• **Collected data**
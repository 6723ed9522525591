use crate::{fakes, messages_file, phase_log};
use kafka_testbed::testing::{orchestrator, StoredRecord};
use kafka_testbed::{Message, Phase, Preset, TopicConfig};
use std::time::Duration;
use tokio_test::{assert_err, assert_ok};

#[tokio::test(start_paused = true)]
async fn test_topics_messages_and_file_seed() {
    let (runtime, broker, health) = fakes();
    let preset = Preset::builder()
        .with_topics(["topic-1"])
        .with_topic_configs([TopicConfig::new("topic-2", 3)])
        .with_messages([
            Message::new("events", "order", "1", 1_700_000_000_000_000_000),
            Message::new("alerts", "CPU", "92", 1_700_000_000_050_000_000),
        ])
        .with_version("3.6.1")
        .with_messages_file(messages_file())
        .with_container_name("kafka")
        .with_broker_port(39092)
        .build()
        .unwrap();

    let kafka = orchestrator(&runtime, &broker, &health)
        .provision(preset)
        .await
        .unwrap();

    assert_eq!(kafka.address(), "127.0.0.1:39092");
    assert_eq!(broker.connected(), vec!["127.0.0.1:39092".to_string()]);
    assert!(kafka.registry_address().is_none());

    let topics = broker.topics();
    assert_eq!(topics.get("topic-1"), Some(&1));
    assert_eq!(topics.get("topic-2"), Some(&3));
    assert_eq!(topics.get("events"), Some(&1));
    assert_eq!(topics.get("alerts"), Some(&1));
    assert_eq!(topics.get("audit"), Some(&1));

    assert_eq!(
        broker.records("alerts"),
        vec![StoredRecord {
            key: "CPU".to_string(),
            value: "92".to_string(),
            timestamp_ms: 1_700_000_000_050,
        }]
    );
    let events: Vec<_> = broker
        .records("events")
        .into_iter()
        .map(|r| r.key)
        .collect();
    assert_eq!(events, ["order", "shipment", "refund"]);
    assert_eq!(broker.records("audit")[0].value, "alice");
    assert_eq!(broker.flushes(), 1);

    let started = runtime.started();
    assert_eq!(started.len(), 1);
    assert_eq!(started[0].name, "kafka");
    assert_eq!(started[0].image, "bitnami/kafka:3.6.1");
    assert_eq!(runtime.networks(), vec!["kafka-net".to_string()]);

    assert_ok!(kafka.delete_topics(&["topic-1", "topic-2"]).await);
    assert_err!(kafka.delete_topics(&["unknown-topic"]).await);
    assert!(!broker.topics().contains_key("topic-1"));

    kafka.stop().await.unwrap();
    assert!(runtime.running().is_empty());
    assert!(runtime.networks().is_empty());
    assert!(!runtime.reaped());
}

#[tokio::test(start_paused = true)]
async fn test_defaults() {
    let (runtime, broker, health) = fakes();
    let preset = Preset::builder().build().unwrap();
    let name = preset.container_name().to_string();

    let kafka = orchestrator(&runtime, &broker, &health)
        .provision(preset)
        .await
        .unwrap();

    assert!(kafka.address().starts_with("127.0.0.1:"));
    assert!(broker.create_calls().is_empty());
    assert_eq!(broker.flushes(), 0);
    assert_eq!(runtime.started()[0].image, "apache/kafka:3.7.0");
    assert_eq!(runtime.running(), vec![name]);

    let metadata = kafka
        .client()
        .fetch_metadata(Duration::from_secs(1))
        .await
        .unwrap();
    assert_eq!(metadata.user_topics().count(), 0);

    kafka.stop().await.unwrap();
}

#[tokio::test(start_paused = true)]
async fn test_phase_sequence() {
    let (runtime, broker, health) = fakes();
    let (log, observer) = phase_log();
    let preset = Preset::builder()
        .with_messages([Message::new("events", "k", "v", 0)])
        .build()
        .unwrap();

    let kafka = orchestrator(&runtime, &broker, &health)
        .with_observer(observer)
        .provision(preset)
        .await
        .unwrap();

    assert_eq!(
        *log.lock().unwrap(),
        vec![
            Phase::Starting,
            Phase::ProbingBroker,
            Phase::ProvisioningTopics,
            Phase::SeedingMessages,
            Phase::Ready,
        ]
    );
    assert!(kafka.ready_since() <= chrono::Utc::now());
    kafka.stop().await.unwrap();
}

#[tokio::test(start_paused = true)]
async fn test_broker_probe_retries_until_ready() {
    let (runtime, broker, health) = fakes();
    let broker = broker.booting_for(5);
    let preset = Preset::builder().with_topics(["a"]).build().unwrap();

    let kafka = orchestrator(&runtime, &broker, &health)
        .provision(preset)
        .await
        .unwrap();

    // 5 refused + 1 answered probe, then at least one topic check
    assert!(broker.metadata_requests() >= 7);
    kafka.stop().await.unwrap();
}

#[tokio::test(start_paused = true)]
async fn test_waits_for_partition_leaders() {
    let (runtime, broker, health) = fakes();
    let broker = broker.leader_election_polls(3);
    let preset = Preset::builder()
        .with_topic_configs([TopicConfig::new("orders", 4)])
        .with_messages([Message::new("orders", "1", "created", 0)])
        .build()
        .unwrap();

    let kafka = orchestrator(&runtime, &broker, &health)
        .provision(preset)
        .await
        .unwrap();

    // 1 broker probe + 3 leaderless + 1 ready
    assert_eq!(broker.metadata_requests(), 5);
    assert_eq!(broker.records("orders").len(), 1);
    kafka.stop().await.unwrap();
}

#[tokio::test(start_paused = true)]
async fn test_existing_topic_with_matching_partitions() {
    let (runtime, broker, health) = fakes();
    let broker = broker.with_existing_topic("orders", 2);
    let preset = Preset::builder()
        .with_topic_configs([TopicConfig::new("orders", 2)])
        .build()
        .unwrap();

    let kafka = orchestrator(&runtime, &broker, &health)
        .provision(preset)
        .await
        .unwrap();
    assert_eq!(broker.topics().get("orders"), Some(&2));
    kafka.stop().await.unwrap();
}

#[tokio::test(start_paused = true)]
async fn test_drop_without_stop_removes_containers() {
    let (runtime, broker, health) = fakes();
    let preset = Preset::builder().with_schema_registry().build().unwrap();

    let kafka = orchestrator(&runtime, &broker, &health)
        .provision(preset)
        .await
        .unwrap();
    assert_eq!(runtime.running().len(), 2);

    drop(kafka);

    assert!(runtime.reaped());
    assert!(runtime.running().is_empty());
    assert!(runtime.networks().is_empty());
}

* * *

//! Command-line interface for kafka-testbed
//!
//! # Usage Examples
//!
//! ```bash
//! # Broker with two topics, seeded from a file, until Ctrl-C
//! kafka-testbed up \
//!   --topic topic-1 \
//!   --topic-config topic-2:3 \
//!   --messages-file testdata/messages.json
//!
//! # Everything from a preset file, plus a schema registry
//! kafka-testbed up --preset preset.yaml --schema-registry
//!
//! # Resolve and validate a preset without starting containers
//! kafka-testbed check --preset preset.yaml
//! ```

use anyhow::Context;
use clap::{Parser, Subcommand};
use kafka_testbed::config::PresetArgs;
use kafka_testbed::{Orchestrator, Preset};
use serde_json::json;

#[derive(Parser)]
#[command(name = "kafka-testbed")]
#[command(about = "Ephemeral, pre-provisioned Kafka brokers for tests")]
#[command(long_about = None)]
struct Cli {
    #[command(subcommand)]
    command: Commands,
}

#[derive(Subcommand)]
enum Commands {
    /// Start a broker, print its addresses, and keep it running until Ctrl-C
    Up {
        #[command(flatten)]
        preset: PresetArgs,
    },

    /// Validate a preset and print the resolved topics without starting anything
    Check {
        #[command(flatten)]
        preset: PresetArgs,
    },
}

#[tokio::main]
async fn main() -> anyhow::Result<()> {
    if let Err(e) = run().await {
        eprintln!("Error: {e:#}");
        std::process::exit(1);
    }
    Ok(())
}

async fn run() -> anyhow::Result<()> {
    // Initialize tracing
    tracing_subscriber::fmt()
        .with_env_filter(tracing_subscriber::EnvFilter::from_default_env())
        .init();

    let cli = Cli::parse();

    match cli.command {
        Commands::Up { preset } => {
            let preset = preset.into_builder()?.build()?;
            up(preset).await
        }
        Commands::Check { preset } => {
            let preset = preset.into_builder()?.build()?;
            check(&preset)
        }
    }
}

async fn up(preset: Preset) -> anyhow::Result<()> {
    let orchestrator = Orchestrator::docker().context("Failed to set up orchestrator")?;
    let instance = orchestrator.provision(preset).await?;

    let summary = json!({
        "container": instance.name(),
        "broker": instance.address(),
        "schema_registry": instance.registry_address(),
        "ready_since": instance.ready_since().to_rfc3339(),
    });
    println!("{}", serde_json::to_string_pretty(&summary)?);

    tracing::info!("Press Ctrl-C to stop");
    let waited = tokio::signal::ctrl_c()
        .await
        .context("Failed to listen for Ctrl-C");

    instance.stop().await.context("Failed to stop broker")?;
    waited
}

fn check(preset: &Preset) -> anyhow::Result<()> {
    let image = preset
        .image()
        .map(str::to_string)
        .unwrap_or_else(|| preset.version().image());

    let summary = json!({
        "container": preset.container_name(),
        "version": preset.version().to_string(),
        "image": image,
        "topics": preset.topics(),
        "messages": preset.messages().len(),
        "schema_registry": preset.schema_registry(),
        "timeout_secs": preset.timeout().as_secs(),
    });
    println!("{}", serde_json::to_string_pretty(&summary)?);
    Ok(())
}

• **Try it**
Search the data for the string "yaml" and copy out every line where it is found.

• **Written solution**
//! kafka-testbed up --preset preset.yaml --schema-registry
//! kafka-testbed check --preset preset.yaml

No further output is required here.